** Supplied data follows **
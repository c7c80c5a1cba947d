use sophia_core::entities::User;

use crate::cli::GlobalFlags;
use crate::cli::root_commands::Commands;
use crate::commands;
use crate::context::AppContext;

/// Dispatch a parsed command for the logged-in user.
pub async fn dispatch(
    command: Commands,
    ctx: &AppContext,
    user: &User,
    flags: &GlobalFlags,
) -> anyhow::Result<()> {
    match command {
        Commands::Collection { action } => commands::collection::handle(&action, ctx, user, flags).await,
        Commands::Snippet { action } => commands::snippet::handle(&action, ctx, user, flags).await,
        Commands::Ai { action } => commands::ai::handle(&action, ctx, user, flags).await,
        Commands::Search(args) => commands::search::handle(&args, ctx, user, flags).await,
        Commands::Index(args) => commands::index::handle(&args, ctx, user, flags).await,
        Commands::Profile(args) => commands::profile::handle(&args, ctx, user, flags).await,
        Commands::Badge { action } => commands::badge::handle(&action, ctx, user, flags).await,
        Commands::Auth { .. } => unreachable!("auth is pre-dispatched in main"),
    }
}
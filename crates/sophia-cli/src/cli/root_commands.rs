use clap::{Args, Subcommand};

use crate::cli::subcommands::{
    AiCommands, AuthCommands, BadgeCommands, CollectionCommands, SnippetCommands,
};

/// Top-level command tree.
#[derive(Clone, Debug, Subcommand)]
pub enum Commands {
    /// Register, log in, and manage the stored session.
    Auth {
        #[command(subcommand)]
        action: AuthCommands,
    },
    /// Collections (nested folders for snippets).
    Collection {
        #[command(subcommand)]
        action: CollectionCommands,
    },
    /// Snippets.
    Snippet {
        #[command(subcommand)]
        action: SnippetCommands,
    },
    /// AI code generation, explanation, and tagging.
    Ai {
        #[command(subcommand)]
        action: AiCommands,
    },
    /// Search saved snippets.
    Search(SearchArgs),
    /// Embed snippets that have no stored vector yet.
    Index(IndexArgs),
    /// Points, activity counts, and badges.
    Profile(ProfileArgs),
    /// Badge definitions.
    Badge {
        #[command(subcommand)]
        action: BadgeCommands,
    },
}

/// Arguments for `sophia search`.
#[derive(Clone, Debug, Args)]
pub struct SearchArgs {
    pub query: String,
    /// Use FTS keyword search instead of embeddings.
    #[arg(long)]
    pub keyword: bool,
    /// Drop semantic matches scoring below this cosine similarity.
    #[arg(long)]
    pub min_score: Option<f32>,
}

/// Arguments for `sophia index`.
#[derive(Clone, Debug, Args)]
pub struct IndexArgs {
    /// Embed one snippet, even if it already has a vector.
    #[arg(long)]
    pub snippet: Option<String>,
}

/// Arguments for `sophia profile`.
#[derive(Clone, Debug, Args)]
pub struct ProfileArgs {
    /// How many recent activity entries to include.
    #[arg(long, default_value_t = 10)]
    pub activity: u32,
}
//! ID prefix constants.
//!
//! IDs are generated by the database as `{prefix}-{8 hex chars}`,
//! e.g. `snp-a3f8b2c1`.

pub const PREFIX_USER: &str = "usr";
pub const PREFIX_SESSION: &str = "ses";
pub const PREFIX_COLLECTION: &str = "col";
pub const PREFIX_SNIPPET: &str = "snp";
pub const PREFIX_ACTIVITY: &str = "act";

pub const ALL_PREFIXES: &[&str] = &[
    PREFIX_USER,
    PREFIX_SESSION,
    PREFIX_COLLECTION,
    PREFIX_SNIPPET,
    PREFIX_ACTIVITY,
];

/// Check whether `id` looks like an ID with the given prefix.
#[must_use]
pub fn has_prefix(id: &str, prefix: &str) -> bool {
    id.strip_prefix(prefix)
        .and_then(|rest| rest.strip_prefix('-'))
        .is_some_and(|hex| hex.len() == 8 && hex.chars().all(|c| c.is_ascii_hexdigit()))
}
** End of Supplied data **
** Supplied data follows **
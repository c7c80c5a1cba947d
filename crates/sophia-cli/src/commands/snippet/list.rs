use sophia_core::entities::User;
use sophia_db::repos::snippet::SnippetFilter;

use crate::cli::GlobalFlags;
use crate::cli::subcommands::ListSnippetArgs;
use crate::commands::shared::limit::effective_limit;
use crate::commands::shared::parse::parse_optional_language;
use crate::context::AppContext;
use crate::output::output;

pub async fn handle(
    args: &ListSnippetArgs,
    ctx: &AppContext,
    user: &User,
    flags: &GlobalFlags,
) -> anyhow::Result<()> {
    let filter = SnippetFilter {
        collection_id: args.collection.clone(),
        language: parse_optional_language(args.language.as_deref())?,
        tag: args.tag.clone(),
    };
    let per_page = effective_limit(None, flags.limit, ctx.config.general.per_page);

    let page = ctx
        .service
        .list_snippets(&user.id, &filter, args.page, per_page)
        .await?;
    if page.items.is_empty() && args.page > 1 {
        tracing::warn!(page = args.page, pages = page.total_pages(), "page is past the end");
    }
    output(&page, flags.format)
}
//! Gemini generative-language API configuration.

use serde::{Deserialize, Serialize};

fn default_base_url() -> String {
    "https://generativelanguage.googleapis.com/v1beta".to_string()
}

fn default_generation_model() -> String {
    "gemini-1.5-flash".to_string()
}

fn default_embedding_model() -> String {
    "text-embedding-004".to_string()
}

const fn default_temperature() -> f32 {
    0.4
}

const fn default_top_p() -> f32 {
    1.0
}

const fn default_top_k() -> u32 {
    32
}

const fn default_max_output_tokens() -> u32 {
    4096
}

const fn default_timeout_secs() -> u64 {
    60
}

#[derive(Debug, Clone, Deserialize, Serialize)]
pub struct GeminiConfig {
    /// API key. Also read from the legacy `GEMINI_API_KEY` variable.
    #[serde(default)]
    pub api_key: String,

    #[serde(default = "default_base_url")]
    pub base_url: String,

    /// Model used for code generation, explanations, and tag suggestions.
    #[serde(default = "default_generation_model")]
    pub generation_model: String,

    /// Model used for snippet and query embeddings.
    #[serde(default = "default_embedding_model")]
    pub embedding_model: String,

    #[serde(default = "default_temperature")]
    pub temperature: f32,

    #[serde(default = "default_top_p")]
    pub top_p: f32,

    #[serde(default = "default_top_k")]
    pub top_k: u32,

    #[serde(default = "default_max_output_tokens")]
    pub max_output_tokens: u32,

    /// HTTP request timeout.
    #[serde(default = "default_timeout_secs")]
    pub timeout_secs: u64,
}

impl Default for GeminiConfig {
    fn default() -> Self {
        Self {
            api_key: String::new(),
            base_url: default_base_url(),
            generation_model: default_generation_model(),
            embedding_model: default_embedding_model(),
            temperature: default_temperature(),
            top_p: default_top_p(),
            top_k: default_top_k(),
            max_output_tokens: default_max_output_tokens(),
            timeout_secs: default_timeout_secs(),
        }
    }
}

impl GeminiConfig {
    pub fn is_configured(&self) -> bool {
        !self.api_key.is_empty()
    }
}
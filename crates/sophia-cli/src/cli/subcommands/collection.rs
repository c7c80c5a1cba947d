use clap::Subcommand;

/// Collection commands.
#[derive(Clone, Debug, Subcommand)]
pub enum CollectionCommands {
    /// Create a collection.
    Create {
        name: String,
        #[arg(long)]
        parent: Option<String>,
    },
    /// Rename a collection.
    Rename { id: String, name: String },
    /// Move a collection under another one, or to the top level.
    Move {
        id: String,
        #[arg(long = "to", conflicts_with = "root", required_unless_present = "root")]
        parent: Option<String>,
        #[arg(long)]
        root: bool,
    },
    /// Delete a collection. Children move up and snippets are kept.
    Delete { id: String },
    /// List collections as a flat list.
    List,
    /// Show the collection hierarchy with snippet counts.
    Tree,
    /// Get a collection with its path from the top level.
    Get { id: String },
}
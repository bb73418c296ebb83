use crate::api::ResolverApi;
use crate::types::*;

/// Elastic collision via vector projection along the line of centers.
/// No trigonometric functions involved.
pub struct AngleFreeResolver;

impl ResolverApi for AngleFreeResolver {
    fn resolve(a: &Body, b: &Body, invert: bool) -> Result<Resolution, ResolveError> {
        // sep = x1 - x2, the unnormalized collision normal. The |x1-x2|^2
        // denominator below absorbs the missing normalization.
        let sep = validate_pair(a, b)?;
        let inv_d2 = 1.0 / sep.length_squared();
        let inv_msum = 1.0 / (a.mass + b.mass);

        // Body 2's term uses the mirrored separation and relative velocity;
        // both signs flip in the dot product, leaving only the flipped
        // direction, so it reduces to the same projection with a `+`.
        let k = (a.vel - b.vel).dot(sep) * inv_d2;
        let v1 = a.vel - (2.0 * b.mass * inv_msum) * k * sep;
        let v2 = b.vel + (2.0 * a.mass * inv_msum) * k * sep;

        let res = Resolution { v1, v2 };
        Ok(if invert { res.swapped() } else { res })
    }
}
** End of Supplied data **
What is the number of lines in the data that hold the string "SnippetFilter"? Answer with the number only.

## Exercise answer
2